● GOAL OF THE EXERCISE
Count the lines below that contain the word "derive", and reply with only that number.

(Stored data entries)
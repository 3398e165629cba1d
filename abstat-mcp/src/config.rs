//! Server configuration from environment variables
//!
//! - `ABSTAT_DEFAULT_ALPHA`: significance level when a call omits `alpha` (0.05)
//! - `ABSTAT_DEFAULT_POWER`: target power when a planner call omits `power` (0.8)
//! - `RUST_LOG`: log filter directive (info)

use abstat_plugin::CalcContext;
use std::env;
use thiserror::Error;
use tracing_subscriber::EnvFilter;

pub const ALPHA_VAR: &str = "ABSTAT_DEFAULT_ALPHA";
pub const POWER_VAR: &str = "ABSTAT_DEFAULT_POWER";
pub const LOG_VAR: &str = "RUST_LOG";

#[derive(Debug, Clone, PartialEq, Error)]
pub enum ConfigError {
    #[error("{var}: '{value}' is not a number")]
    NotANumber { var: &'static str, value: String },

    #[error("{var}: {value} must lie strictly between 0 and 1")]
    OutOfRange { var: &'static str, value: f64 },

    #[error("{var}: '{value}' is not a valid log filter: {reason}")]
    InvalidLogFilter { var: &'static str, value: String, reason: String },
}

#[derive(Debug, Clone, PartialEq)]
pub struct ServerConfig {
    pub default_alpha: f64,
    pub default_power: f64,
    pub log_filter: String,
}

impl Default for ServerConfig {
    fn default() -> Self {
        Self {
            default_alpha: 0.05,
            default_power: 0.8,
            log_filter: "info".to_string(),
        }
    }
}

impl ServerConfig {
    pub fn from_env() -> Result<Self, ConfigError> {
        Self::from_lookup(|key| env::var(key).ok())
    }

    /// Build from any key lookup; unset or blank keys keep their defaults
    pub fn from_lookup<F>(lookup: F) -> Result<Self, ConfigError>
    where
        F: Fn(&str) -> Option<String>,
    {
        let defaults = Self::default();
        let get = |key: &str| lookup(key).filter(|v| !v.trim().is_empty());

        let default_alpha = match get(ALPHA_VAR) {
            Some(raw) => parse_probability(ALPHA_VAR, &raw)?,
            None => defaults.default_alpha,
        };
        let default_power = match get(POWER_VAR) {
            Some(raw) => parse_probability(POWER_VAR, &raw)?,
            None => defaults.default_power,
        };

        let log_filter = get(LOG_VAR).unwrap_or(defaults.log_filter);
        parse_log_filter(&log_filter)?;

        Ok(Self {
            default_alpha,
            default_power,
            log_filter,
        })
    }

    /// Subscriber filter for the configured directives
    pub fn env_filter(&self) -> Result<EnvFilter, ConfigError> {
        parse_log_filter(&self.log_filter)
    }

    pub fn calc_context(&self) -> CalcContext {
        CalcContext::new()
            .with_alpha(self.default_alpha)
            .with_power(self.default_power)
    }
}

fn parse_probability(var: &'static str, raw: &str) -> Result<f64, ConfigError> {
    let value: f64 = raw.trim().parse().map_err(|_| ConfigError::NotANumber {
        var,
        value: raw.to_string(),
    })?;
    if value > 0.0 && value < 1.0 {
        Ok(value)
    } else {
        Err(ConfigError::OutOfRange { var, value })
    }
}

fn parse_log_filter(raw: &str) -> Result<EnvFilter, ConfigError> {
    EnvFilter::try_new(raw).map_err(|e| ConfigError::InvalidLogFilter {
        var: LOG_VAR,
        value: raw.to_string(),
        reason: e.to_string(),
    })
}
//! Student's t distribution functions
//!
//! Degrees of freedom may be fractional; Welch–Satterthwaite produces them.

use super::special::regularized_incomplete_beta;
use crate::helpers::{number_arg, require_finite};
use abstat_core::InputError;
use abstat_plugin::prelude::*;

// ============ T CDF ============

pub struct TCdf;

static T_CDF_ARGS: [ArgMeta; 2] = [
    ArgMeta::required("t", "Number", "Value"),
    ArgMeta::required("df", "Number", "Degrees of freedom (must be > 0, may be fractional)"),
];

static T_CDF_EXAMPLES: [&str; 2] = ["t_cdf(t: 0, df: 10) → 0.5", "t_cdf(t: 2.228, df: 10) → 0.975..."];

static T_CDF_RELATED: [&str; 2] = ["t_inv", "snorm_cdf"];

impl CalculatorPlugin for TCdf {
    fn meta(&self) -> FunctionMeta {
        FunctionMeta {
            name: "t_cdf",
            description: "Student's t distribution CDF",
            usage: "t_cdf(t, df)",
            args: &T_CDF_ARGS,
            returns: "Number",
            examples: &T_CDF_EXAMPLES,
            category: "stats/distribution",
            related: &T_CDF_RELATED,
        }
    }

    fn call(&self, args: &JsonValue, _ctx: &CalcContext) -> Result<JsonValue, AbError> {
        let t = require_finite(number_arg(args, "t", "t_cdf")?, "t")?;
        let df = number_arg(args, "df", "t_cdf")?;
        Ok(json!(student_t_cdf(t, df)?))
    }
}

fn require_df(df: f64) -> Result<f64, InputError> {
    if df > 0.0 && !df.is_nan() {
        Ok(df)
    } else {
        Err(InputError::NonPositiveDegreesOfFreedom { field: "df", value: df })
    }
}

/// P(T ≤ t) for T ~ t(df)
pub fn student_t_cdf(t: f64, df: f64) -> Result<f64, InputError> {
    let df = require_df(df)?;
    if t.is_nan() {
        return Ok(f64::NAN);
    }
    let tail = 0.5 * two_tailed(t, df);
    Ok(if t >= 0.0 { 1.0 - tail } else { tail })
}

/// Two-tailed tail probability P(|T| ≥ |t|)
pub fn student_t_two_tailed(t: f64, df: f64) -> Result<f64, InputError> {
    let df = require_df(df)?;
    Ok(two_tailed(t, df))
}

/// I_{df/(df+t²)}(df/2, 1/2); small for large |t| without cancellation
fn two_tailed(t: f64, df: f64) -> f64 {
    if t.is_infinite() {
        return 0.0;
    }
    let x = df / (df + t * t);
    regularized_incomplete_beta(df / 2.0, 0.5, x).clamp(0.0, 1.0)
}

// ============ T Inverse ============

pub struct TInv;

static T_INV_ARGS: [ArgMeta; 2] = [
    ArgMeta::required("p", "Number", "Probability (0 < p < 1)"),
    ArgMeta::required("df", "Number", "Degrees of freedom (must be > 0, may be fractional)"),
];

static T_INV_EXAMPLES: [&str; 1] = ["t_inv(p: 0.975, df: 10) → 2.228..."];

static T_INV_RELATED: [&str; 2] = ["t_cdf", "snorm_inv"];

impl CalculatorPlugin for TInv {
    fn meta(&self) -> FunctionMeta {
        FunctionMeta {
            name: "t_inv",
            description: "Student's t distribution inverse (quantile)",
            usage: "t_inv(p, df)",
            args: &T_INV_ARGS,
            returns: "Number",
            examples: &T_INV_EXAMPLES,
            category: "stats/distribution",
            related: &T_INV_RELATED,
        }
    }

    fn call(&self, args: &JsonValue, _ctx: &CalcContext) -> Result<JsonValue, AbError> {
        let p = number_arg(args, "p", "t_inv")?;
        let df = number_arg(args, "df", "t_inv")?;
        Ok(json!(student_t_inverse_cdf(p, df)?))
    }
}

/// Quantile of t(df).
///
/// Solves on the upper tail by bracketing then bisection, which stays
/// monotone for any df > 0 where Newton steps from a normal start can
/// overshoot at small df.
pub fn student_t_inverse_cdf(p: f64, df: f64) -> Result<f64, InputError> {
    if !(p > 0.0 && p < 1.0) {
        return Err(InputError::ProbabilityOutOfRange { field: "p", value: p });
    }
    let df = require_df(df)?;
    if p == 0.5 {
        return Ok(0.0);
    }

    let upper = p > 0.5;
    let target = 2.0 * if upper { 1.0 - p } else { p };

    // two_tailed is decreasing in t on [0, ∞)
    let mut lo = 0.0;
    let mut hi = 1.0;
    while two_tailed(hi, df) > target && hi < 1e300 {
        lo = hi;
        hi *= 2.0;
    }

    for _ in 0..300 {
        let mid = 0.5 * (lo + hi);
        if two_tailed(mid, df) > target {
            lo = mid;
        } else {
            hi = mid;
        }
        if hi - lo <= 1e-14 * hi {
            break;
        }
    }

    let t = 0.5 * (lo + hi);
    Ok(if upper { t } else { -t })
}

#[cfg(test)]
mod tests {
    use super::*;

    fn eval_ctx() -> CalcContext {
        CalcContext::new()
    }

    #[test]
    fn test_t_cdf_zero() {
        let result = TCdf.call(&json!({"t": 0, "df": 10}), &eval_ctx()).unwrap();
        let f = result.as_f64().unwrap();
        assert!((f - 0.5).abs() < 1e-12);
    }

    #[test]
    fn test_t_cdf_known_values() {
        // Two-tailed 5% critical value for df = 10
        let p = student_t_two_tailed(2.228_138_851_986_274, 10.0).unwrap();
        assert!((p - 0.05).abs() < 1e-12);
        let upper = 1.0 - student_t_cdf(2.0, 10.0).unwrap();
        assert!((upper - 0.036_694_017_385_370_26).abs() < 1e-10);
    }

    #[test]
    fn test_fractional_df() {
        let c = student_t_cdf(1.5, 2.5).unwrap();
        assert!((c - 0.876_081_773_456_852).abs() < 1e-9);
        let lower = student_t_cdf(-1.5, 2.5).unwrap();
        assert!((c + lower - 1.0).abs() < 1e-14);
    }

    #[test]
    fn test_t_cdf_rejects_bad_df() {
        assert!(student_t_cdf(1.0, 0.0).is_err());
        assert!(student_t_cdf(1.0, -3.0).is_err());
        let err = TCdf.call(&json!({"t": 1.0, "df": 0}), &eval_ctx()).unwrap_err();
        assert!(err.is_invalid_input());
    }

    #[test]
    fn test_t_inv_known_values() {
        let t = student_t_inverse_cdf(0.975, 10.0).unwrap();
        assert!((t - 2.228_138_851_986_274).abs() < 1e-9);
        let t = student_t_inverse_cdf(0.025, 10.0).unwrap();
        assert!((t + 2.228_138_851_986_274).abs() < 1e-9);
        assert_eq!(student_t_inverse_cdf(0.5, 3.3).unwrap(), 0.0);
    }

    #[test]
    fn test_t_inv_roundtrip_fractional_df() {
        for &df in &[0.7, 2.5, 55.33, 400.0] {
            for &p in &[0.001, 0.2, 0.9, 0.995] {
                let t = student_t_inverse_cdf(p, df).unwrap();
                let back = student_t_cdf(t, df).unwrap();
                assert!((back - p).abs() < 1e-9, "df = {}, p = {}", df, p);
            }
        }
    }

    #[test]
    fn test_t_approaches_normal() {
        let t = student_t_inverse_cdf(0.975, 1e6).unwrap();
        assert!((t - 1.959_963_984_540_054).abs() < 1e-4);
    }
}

● YOUR RESPONSE
2